Enzyme catalysis of ceramic forming: alumina and silicon carbide

ABSTRACT In this work we describe how stable ceramic suspensions can be destabilized by time delayed reactions. We also describe how this method can be used in case of high solids loaded suspensions for forming complex and reliable ceramic components. The method uses an aqueous, electrostatically stabilized ceramic suspension with high solids loadings free of agglomerates and of low viscosity. It is cast into a mold and then coagulates forming a stiff, wet green body. Coagulation is performed by changing the pH of the suspension and/or by creating salt directly inside the suspension using a controlled time-delayed reaction. Enzyme catalyzed reactions that are decomposing a substrate, or self-propagating decomposition reactions of a substrate, can be used. After the coagulation reaction in the suspension, the wet green body shows good mechanical properties and can be demolded, dried and sintered. Polymers show also sol-gel transitions upon changing pH, ionic strength or temperature. In case such polymer sols are combined with particles in a suspension, we obtain very rigid ceramic green bodies.
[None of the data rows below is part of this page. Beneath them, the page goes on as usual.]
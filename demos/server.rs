//! REST API demo for the booking engine.
//!
//! Run with: `cargo run --example server`
//!
//! ## Endpoints
//!
//! - `POST /transactions` - Create a booking with ticket drafts
//! - `GET /transactions` - Paginated listing (`page`, `size`, `status`)
//! - `GET /transactions/{id}` - Get a booking by id
//! - `POST /transactions/{id}/cancel` - Explicit cancellation
//! - `PATCH /transactions/{id}/status` - Staff status change
//! - `POST /payments/{id}/create-payment-link` - Request a payment URL
//! - `POST /payments/{id}/retry-activation` - Operator retry after pool exhaustion
//! - `POST /payments/notification` - Gateway webhook
//! - `POST /tracker-devices` - Register a device
//! - `GET /tracker-devices` - List the pool
//!
//! ## Example Usage
//!
//! ```bash
//! # Create a booking
//! curl -X POST http://localhost:3000/transactions \
//!   -H "Content-Type: application/json" \
//!   -d '{"user_id": "c0a80101-0000-4000-8000-000000000001",
//!        "start_date": "2026-08-10", "end_date": "2026-08-12",
//!        "tickets": [{"hiker_name": "Ayu Lestari", "category": "domestic",
//!                     "identification_type": "nik",
//!                     "identification_number": "3507112209900001",
//!                     "address": "Malang", "phone_number": "081234567890"}]}'
//!
//! # Simulate the gateway webhook
//! curl -X POST http://localhost:3000/payments/notification \
//!   -H "Content-Type: application/json" \
//!   -d '{"order_id": "<transaction id>", "transaction_id": "mid-1",
//!        "transaction_status": "settlement", "gross_amount": "50000",
//!        "transaction_time": "2026-08-04T10:00:00Z"}'
//! ```

use axum::{
    Json, Router,
    extract::{Path, Query, State},
    http::StatusCode,
    response::{IntoResponse, Response},
    routing::{get, patch, post},
};
use rust_decimal_macros::dec;
use serde::{Deserialize, Serialize};
use std::sync::Arc;
use tokio::net::TcpListener;
use trailpass_rs::{
    AlertQueue, BookingError, BookingOrchestrator, DeviceAssignment, DeviceRegistry, DeviceView,
    NewBooking, Page, PaymentNotification, PaymentReconciler, PriceTable, ReconcilerConfig,
    SandboxGateway, TicketCategory, TransactionFilter, TransactionId, TransactionStatus,
    TransactionStore, TransactionView, WebhookOutcome,
};
use uuid::Uuid;

// === Application State ===

/// Shared application state wiring the engine components.
#[derive(Clone)]
pub struct AppState {
    booking: Arc<BookingOrchestrator>,
    reconciler: Arc<PaymentReconciler>,
    registry: Arc<DeviceRegistry>,
}

// === Request/Response DTOs ===

#[derive(Debug, Deserialize)]
pub struct StatusRequest {
    pub status: TransactionStatus,
}

#[derive(Debug, Deserialize)]
pub struct DeviceRequest {
    pub serial_number: String,
}

#[derive(Debug, Default, Deserialize)]
pub struct ListParams {
    pub page: Option<usize>,
    pub size: Option<usize>,
    pub status: Option<TransactionStatus>,
    pub user_id: Option<Uuid>,
}

#[derive(Debug, Serialize)]
pub struct LinkResponse {
    pub payment_url: String,
}

/// Acknowledgment body for the webhook endpoint.
#[derive(Debug, Serialize)]
pub struct WebhookAck {
    pub status: &'static str,
    #[serde(flatten)]
    pub outcome: WebhookOutcome,
}

/// Response body for errors.
#[derive(Debug, Serialize)]
pub struct ErrorResponse {
    pub error: String,
    pub code: String,
}

// === Error Handling ===

/// Wrapper converting `BookingError` into HTTP responses.
pub struct AppError(BookingError);

impl From<BookingError> for AppError {
    fn from(err: BookingError) -> Self {
        AppError(err)
    }
}

impl IntoResponse for AppError {
    fn into_response(self) -> Response {
        let (status, code) = match &self.0 {
            BookingError::Validation(_) => (StatusCode::BAD_REQUEST, "VALIDATION"),
            BookingError::NotFound(_) => (StatusCode::NOT_FOUND, "NOT_FOUND"),
            BookingError::Conflict(_) => (StatusCode::CONFLICT, "CONFLICT"),
            BookingError::InvalidTransition { .. } => (StatusCode::CONFLICT, "INVALID_TRANSITION"),
            BookingError::NoDeviceAvailable => (StatusCode::CONFLICT, "NO_DEVICE_AVAILABLE"),
            BookingError::FraudSuspected { .. } => {
                (StatusCode::UNPROCESSABLE_ENTITY, "AMOUNT_MISMATCH")
            }
            BookingError::PricingUnavailable(_) => {
                (StatusCode::SERVICE_UNAVAILABLE, "PRICING_UNAVAILABLE")
            }
            BookingError::Gateway(_) => (StatusCode::BAD_GATEWAY, "GATEWAY_ERROR"),
        };

        (
            status,
            Json(ErrorResponse {
                error: self.0.to_string(),
                code: code.to_string(),
            }),
        )
            .into_response()
    }
}

// === Handlers ===

/// POST /transactions - Create a booking.
async fn create_transaction(
    State(state): State<AppState>,
    Json(request): Json<NewBooking>,
) -> Result<(StatusCode, Json<TransactionView>), AppError> {
    let view = state.booking.create_transaction(request)?;
    Ok((StatusCode::CREATED, Json(view)))
}

/// GET /transactions - Paginated, filtered listing.
async fn list_transactions(
    State(state): State<AppState>,
    Query(params): Query<ListParams>,
) -> Result<Json<Page<TransactionView>>, AppError> {
    let filter = TransactionFilter {
        user_id: params.user_id.map(trailpass_rs::UserId),
        status: params.status,
    };
    let page = state
        .booking
        .list(filter, params.page.unwrap_or(1), params.size.unwrap_or(20))?;
    Ok(Json(page))
}

/// GET /transactions/{id} - Get a booking by id.
async fn get_transaction(
    State(state): State<AppState>,
    Path(id): Path<Uuid>,
) -> Result<Json<TransactionView>, AppError> {
    Ok(Json(state.booking.get(TransactionId(id))?))
}

/// POST /transactions/{id}/cancel - Explicit cancellation.
async fn cancel_transaction(
    State(state): State<AppState>,
    Path(id): Path<Uuid>,
) -> Result<Json<TransactionView>, AppError> {
    Ok(Json(state.booking.cancel(TransactionId(id))?))
}

/// PATCH /transactions/{id}/status - Staff status change.
async fn update_status(
    State(state): State<AppState>,
    Path(id): Path<Uuid>,
    Json(request): Json<StatusRequest>,
) -> Result<Json<TransactionView>, AppError> {
    Ok(Json(
        state.booking.update_status(TransactionId(id), request.status)?,
    ))
}

/// POST /payments/{id}/create-payment-link - Request a payment URL.
async fn create_payment_link(
    State(state): State<AppState>,
    Path(id): Path<Uuid>,
) -> Result<Json<LinkResponse>, AppError> {
    let payment_url = state.reconciler.create_payment_link(TransactionId(id)).await?;
    Ok(Json(LinkResponse { payment_url }))
}

/// POST /payments/{id}/retry-activation - Operator retry.
async fn retry_activation(
    State(state): State<AppState>,
    Path(id): Path<Uuid>,
) -> Result<Json<TransactionView>, AppError> {
    state.reconciler.retry_activation(TransactionId(id))?;
    Ok(Json(state.booking.get(TransactionId(id))?))
}

/// POST /payments/notification - Gateway webhook.
///
/// The gateway retries on anything but a success response, so only a
/// malformed payload or an unknown order reference answers with an error
/// status. Every other condition is acknowledged with 200 after being
/// logged; the reconciler has already left the transaction untouched.
async fn webhook_notification(
    State(state): State<AppState>,
    Json(notification): Json<PaymentNotification>,
) -> Response {
    match state.reconciler.handle_webhook(&notification) {
        Ok(outcome) => (
            StatusCode::OK,
            Json(WebhookAck {
                status: "ok",
                outcome,
            }),
        )
            .into_response(),
        Err(e @ (BookingError::Validation(_) | BookingError::NotFound(_))) => {
            AppError(e).into_response()
        }
        Err(e) => {
            tracing::error!(order_id = %notification.order_id, error = %e, "webhook recorded without transition");
            (
                StatusCode::OK,
                Json(WebhookAck {
                    status: "ok",
                    outcome: WebhookOutcome::Ignored,
                }),
            )
                .into_response()
        }
    }
}

/// POST /tracker-devices - Register a device.
async fn register_device(
    State(state): State<AppState>,
    Json(request): Json<DeviceRequest>,
) -> Result<StatusCode, AppError> {
    state.registry.register(&request.serial_number)?;
    Ok(StatusCode::CREATED)
}

/// GET /tracker-devices - List the pool with holders.
async fn list_devices(State(state): State<AppState>) -> Json<Vec<DeviceView>> {
    Json(state.registry.list())
}

// === Router ===

fn create_router(state: AppState) -> Router {
    Router::new()
        .route("/transactions", post(create_transaction).get(list_transactions))
        .route("/transactions/{id}", get(get_transaction))
        .route("/transactions/{id}/cancel", post(cancel_transaction))
        .route("/transactions/{id}/status", patch(update_status))
        .route("/payments/{id}/create-payment-link", post(create_payment_link))
        .route("/payments/{id}/retry-activation", post(retry_activation))
        .route("/payments/notification", post(webhook_notification))
        .route("/tracker-devices", post(register_device).get(list_devices))
        .with_state(state)
}

// === Main ===

#[tokio::main]
async fn main() {
    tracing_subscriber::fmt::init();

    let store = Arc::new(TransactionStore::new());
    let registry = Arc::new(DeviceRegistry::new());
    let alerts = Arc::new(AlertQueue::new());
    let pricing = Arc::new(PriceTable::new());
    pricing.set(TicketCategory::Domestic, dec!(50000));
    pricing.set(TicketCategory::International, dec!(150000));
    for n in 1..=8 {
        let _ = registry.register(&format!("T{n:03}"));
    }

    let assignment = Arc::new(DeviceAssignment::new(
        Arc::clone(&store),
        Arc::clone(&registry),
        Arc::clone(&alerts),
    ));
    let booking = Arc::new(BookingOrchestrator::new(
        Arc::clone(&store),
        pricing,
        assignment,
    ));
    let reconciler = Arc::new(PaymentReconciler::new(
        Arc::clone(&store),
        Arc::clone(&registry),
        Arc::new(SandboxGateway),
        Arc::clone(&alerts),
        ReconcilerConfig::default(),
    ));

    let state = AppState {
        booking,
        reconciler,
        registry,
    };
    let app = create_router(state);

    let listener = TcpListener::bind("127.0.0.1:3000").await.unwrap();
    println!("Trailpass API server running on http://127.0.0.1:3000");
    println!();
    println!("Endpoints:");
    println!("  POST  /transactions                       - Create a booking");
    println!("  GET   /transactions                       - List bookings");
    println!("  GET   /transactions/:id                   - Get a booking");
    println!("  POST  /transactions/:id/cancel            - Cancel a booking");
    println!("  PATCH /transactions/:id/status            - Staff status change");
    println!("  POST  /payments/:id/create-payment-link   - Request a payment URL");
    println!("  POST  /payments/:id/retry-activation      - Retry device binding");
    println!("  POST  /payments/notification              - Gateway webhook");
    println!("  POST  /tracker-devices                    - Register a device");
    println!("  GET   /tracker-devices                    - List devices");

    axum::serve(listener, app).await.unwrap();
}
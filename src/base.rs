// SPDX-License-Identifier: AGPL-3.0-or-later
//
// Copyright (C) 2025 Daniel Negri
//
// This program is free software: you can redistribute it and/or modify
// it under the terms of the GNU Affero General Public License as published by
// the Free Software Foundation, either version 3 of the License, or
// (at your option) any later version.
//
// This program is distributed in the hope that it will be useful,
// but WITHOUT ANY WARRANTY; without even the implied warranty of
// MERCHANTABILITY or FITNESS FOR A PARTICULAR PURPOSE. See the
// GNU Affero General Public License for more details.
//
// You should have received a copy of the GNU Affero General Public License
// along with this program. If not, see <https://www.gnu.org/licenses/>.

//! Core identifier types for transactions and users.

use serde::{Deserialize, Serialize};
use std::fmt;
use uuid::Uuid;

/// Unique identifier for a booking transaction.
///
/// The string form doubles as the merchant order reference sent to the
/// payment gateway, so webhook payloads correlate back to a transaction
/// without a separate index.
#[derive(Debug, Clone, Copy, PartialEq, Eq, Hash, PartialOrd, Ord, Deserialize, Serialize)]
#[serde(transparent)]
pub struct TransactionId(pub Uuid);

impl TransactionId {
    pub fn new() -> Self {
        Self(Uuid::new_v4())
    }

    /// The merchant order reference for this transaction.
    pub fn order_ref(&self) -> String {
        self.0.to_string()
    }

    /// Parses a gateway order reference back into a transaction id.
    ///
    /// Returns `None` for references that are not well-formed UUIDs.
    pub fn from_order_ref(order_ref: &str) -> Option<Self> {
        Uuid::parse_str(order_ref.trim()).ok().map(Self)
    }
}

impl Default for TransactionId {
    fn default() -> Self {
        Self::new()
    }
}

impl fmt::Display for TransactionId {
    fn fmt(&self, f: &mut fmt::Formatter<'_>) -> fmt::Result {
        write!(f, "{}", self.0)
    }
}

/// Unique identifier for the customer owning a transaction.
///
/// Stamped from the user directory at creation time; no core logic
/// depends on its internals.
#[derive(Debug, Clone, Copy, PartialEq, Eq, Hash, Deserialize, Serialize)]
#[serde(transparent)]
pub struct UserId(pub Uuid);

impl UserId {
    pub fn new() -> Self {
        Self(Uuid::new_v4())
    }
}

impl Default for UserId {
    fn default() -> Self {
        Self::new()
    }
}

impl fmt::Display for UserId {
    fn fmt(&self, f: &mut fmt::Formatter<'_>) -> fmt::Result {
        write!(f, "{}", self.0)
    }
}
Since the forming process takes place without pressure and at ambient temperatures, inexpensive molds and tools can be used. Ceramic bodies with homogeneous, defect poor microstructures can be cast using almost any ceramic powder or even powder combinations with different IEP behavior. Complex shaped components with thin and thick cross sections can be cast as there is no gradient in density and/or temperature during consolidation of the green body. High strength (680 MPa) alumina parts of high reliability (Weibull-module m = 40) have been demonstrated.